For furniture brands, this means two key shifts. First, some queries now end right on the results page without a click. Second, the clicks that do reach your site are coming from users further along in their buying journey. That changes how we measure performance, and where we focus effort.
“Traditionally, you’d rely on steady organic traffic from informational queries,” says Tom Morton, Head of Activation at Door4. “Now, Google is answering those questions itself. Brands need to focus on where they can add real value: content that proves expertise, reassures buyers, and drives genuine intent.”
How the Search Journey Is Changing
Consumers are still researching, but the way they move from idea to purchase is shifting.
- Living (Top of Funnel): Informational searches like “best sofa material for pets” are often answered instantly in AI-generated summaries. These queries now generate fewer website clicks.
- Learning (Middle of Funnel): Clicks that do come through tend to be from users further into their research. They’re more focused but not always ready to buy.
- Buying (Bottom of Funnel): Transactional queries such as “buy oak dining table” still drive traffic, but this segment is shrinking, and competition for those clicks is increasing.
So what does that look like in practice?
1. Reframe your SEO goals.
Average position and traffic volume tell an incomplete story. Visibility, conversion-ready traffic, and assisted conversions are stronger indicators of success.
2. Build content that earns trust.
Go beyond keyword stuffing. Create detailed product pages, buying guides, and design inspiration that reflect your expertise. Help customers make confident decisions, especially for considered purchases like furniture.
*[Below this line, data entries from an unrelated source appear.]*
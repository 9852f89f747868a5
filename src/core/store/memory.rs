use std::collections::{BTreeMap, HashMap};
use std::sync::{Mutex, MutexGuard};

use log::debug;

use super::{
    BoundingBoxRecord, BoxId, DetectionRun, FrameId, FrameRecord, ImageRef, NewBoundingBox,
    NewRun, RunId, RunStore,
};
use crate::core::error::{ScanError, ScanResult};

#[derive(Default)]
struct Tables {
    runs: BTreeMap<RunId, DetectionRun>,
    frame_owner: HashMap<FrameId, RunId>,
    next_run: RunId,
    next_frame: FrameId,
    next_box: BoxId,
}

impl Tables {
    fn frame_mut(&mut self, frame_id: FrameId) -> Option<&mut FrameRecord> {
        let run_id = *self.frame_owner.get(&frame_id)?;
        self.runs
            .get_mut(&run_id)?
            .frames
            .iter_mut()
            .find(|f| f.id == frame_id)
    }
}

/// 内存版记录存储，测试与单机模式使用
#[derive(Default)]
pub struct InMemoryRunStore {
    tables: Mutex<Tables>,
}

impl InMemoryRunStore {
    pub fn new() -> Self {
        Self::default()
    }

    fn lock(&self) -> ScanResult<MutexGuard<'_, Tables>> {
        self.tables
            .lock()
            .map_err(|e| ScanError::Storage(format!("run store lock poisoned: {}", e)))
    }

    pub fn list_runs(&self) -> ScanResult<Vec<DetectionRun>> {
        Ok(self.lock()?.runs.values().cloned().collect())
    }

    /// Removes a frame together with its bounding boxes.
    pub fn delete_frame(&self, frame_id: FrameId) -> ScanResult<bool> {
        let mut tables = self.lock()?;
        let Some(run_id) = tables.frame_owner.remove(&frame_id) else {
            return Ok(false);
        };
        if let Some(run) = tables.runs.get_mut(&run_id) {
            run.frames.retain(|f| f.id != frame_id);
        }
        Ok(true)
    }

    pub fn delete_run(&self, run_id: RunId) -> ScanResult<bool> {
        let mut tables = self.lock()?;
        let Some(run) = tables.runs.remove(&run_id) else {
            return Ok(false);
        };
        for frame in &run.frames {
            tables.frame_owner.remove(&frame.id);
        }
        Ok(true)
    }

    pub fn snapshot_json(&self) -> ScanResult<String> {
        let runs = self.list_runs()?;
        Ok(serde_json::to_string_pretty(&runs)?)
    }
}

impl RunStore for InMemoryRunStore {
    fn create_run(&self, run: NewRun) -> ScanResult<RunId> {
        let mut tables = self.lock()?;
        tables.next_run += 1;
        let id = tables.next_run;
        tables.runs.insert(
            id,
            DetectionRun {
                id,
                model_id: run.model_id,
                time_detect: run.time_detect,
                description: run.description,
                confidence_threshold: run.confidence_threshold,
                frame_skip: run.frame_skip,
                similarity_threshold: run.similarity_threshold,
                video_url: run.video_url,
                frames: Vec::new(),
            },
        );
        debug!("created run {}", id);
        Ok(id)
    }

    fn create_frame(&self, run_id: RunId, image: &ImageRef) -> ScanResult<FrameId> {
        let mut tables = self.lock()?;
        if !tables.runs.contains_key(&run_id) {
            return Err(ScanError::Storage(format!("run {} does not exist", run_id)));
        }
        tables.next_frame += 1;
        let id = tables.next_frame;
        tables.frame_owner.insert(id, run_id);
        if let Some(run) = tables.runs.get_mut(&run_id) {
            run.frames.push(FrameRecord {
                id,
                run_id,
                image_url: image.url.clone(),
                bounding_boxes: Vec::new(),
            });
        }
        Ok(id)
    }

    fn create_bounding_box(&self, frame_id: FrameId, bbox: NewBoundingBox) -> ScanResult<BoxId> {
        let mut tables = self.lock()?;
        let id = tables.next_box + 1;
        let frame = tables
            .frame_mut(frame_id)
            .ok_or_else(|| ScanError::Storage(format!("frame {} does not exist", frame_id)))?;
        frame.bounding_boxes.push(BoundingBoxRecord {
            id,
            frame_id,
            fraud_label: bbox.fraud_label,
            x_center: bbox.x_center,
            y_center: bbox.y_center,
            width: bbox.width,
            height: bbox.height,
            confidence: bbox.confidence,
        });
        tables.next_box = id;
        Ok(id)
    }

    fn update_run_description(&self, run_id: RunId, description: &str) -> ScanResult<()> {
        let mut tables = self.lock()?;
        let run = tables
            .runs
            .get_mut(&run_id)
            .ok_or_else(|| ScanError::Storage(format!("run {} does not exist", run_id)))?;
        run.description = description.to_string();
        Ok(())
    }

    fn get_run(&self, run_id: RunId) -> ScanResult<Option<DetectionRun>> {
        Ok(self.lock()?.runs.get(&run_id).cloned())
    }
}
3. Strengthen your SERP presence.
Blending paid and organic is no longer optional. Using PPC data to inform SEO priorities (and vice versa) ensures you capture intent across every stage of the journey.
“This isn’t a new playbook. It’s the way we already work,” says Beth Moore, Head of Client Services. “The foundations of good SEO are the same; they just carry more weight than ever.”
A Note on Reporting Changes
If your dashboards suddenly show fewer keywords or impressions, don’t panic. Google’s recent update (the removal of the “num=100” parameter) has changed how data is collected, not how your site performs.
“Reports may look weaker, but rankings haven’t fallen,” explains Megan Jones, SEO Executive at Door4. “It’s simply a cleaner, more accurate dataset. The focus should be on visibility, conversions and revenue, not keyword volume.”
SEO isn’t disappearing, but is now evolving. Furniture brands that combine brand credibility, useful content, and data-led optimisation will keep showing up and converting, no matter how crowded the search results become.